Rampok matjan (lihat gambar atas) akan diakhiri kematian sang kucing besar yang kepayahan dan kelaparan setelah dikepung senjata tajam oleh penduduk. Kematiannya binatang itu disambut pesta.

Pulau Jawa selama era tanam paksa berubah menjadi perkebunan terbesar di dunia. Hanya sedikit lahan hutan yang tersedia untuk harimau Jawa dan binatang liar lainnya. Dari lahan hutan yang tersedia, nyaris tidak ada yang perawan karena pemburu kulit putih hilir-mudik.

Puncak pemusnahan harimau Jawa terjadi tahun 1862, ketika Departement van Binnenlandsch Bestuur, atau Departemen Dalam Negeri Hindia-Belanda, mengeluarkan Staatblad No 84 tentang pemusnahan harimau dan buaya.

Pemerintah Hindia-Belanda menyediakan hadian 30 gulden kepada siapa saja yang menangkap harimau belang kuning. Buaya sepanjang tiga meter atau lebih dihargai tiga gulden. Buaya kecil diberi hadiah satu gulden.

Munculah perburuan harimau Jawa besar-besaran di hutan-hutan tersisa di sekujur Pulau Jawa yang dilakukan penduduk. Sebelum pergantian abad, harimau Jawa nyaris sulit ditemui. Kalau pun ada dan terdokumentasi, selalu dalam keadaan mati atau sebelum diburu penduduk.
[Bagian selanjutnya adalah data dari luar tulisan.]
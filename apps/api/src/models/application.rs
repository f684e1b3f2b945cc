use std::fmt;
use std::str::FromStr;

use chrono::{DateTime, Utc};
use serde::{Deserialize, Serialize};
use sqlx::FromRow;
use uuid::Uuid;

use crate::models::job::JobRow;
use crate::models::profile::ProfileRow;
use crate::models::UnknownVariant;

#[derive(Debug, Clone, Copy, PartialEq, Eq, Serialize, Deserialize)]
pub enum ApplicationStatus {
    Applied,
    #[serde(rename = "In Review")]
    InReview,
    Shortlisted,
    Rejected,
    Accepted,
}

impl ApplicationStatus {
    pub const ALL: [ApplicationStatus; 5] = [
        ApplicationStatus::Applied,
        ApplicationStatus::InReview,
        ApplicationStatus::Shortlisted,
        ApplicationStatus::Rejected,
        ApplicationStatus::Accepted,
    ];

    pub fn as_str(&self) -> &'static str {
        match self {
            ApplicationStatus::Applied => "Applied",
            ApplicationStatus::InReview => "In Review",
            ApplicationStatus::Shortlisted => "Shortlisted",
            ApplicationStatus::Rejected => "Rejected",
            ApplicationStatus::Accepted => "Accepted",
        }
    }

    /// Still waiting on the company: counts toward "pending review".
    pub fn is_pending(&self) -> bool {
        matches!(self, ApplicationStatus::Applied | ApplicationStatus::InReview)
    }
}

impl fmt::Display for ApplicationStatus {
    fn fmt(&self, f: &mut fmt::Formatter<'_>) -> fmt::Result {
        f.write_str(self.as_str())
    }
}

impl FromStr for ApplicationStatus {
    type Err = UnknownVariant;

    fn from_str(s: &str) -> Result<Self, Self::Err> {
        ApplicationStatus::ALL
            .into_iter()
            .find(|status| status.as_str() == s)
            .ok_or_else(|| UnknownVariant {
                kind: "application status",
                value: s.to_string(),
            })
    }
}

impl TryFrom<String> for ApplicationStatus {
    type Error = UnknownVariant;

    fn try_from(value: String) -> Result<Self, Self::Error> {
        value.parse()
    }
}

#[derive(Debug, Clone, Serialize, Deserialize, FromRow)]
pub struct ApplicationRow {
    pub id: Uuid,
    pub job_id: Uuid,
    pub applicant_id: Uuid,
    #[sqlx(try_from = "String")]
    pub status: ApplicationStatus,
    pub applied_at: DateTime<Utc>,
    pub updated_at: DateTime<Utc>,
}

/// An application with its job and applicant loaded alongside it.
#[derive(Debug, Clone, Serialize, Deserialize)]
pub struct ApplicationDetail {
    pub application: ApplicationRow,
    pub job: JobRow,
    pub applicant: ProfileRow,
}

/// An application with its job and the job's company, as seen by the applicant.
#[derive(Debug, Clone, Serialize, Deserialize)]
pub struct SeekerApplication {
    pub application: ApplicationRow,
    pub job: JobRow,
    pub company_full_name: String,
    pub company_name: String,
}

#[cfg(test)]
mod tests {
    use super::*;

    #[test]
    fn test_status_parses_display_labels() {
        assert_eq!(
            "In Review".parse::<ApplicationStatus>().unwrap(),
            ApplicationStatus::InReview
        );
        assert!("in review".parse::<ApplicationStatus>().is_err());
        assert!("Hired".parse::<ApplicationStatus>().is_err());
    }

    #[test]
    fn test_pending_statuses() {
        let pending: Vec<_> = ApplicationStatus::ALL
            .into_iter()
            .filter(ApplicationStatus::is_pending)
            .collect();
        assert_eq!(
            pending,
            vec![ApplicationStatus::Applied, ApplicationStatus::InReview]
        );
    }

    #[test]
    fn test_status_serde_matches_as_str() {
        for status in ApplicationStatus::ALL {
            let json = serde_json::to_string(&status).unwrap();
            assert_eq!(json, format!("\"{}\"", status.as_str()));
        }
    }
}
// Job-seeker endpoints: dashboard, browsing, applying, tracking.

pub mod handlers;
//! Request extractors whose rejections use the `AppError` body shape.

use axum::extract::{FromRequest, FromRequestParts};

use crate::errors::AppError;

/// `axum::Json` with malformed bodies reported as `VALIDATION_ERROR`.
#[derive(FromRequest)]
#[from_request(via(axum::Json), rejection(AppError))]
pub struct AppJson<T>(pub T);

/// `axum::extract::Query` with bad query strings reported as `VALIDATION_ERROR`.
#[derive(FromRequestParts)]
#[from_request(via(axum::extract::Query), rejection(AppError))]
pub struct AppQuery<T>(pub T);

/// `axum::extract::Path` with unparsable ids reported as `VALIDATION_ERROR`.
#[derive(FromRequestParts)]
#[from_request(via(axum::extract::Path), rejection(AppError))]
pub struct AppPath<T>(pub T);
Kepunuhan harimau Jawa diperkirakan berbarengan hilangnya buaya di semua sungai-sungai kecil sekeliling Batavia. Yang tersisa hanya nama binatang itu, yang digunakan menjadi nama tanah partikelir. Misal, Rawa Buaya di Jakarta Barat, dan Lubang Buaya di Jakarta Timur.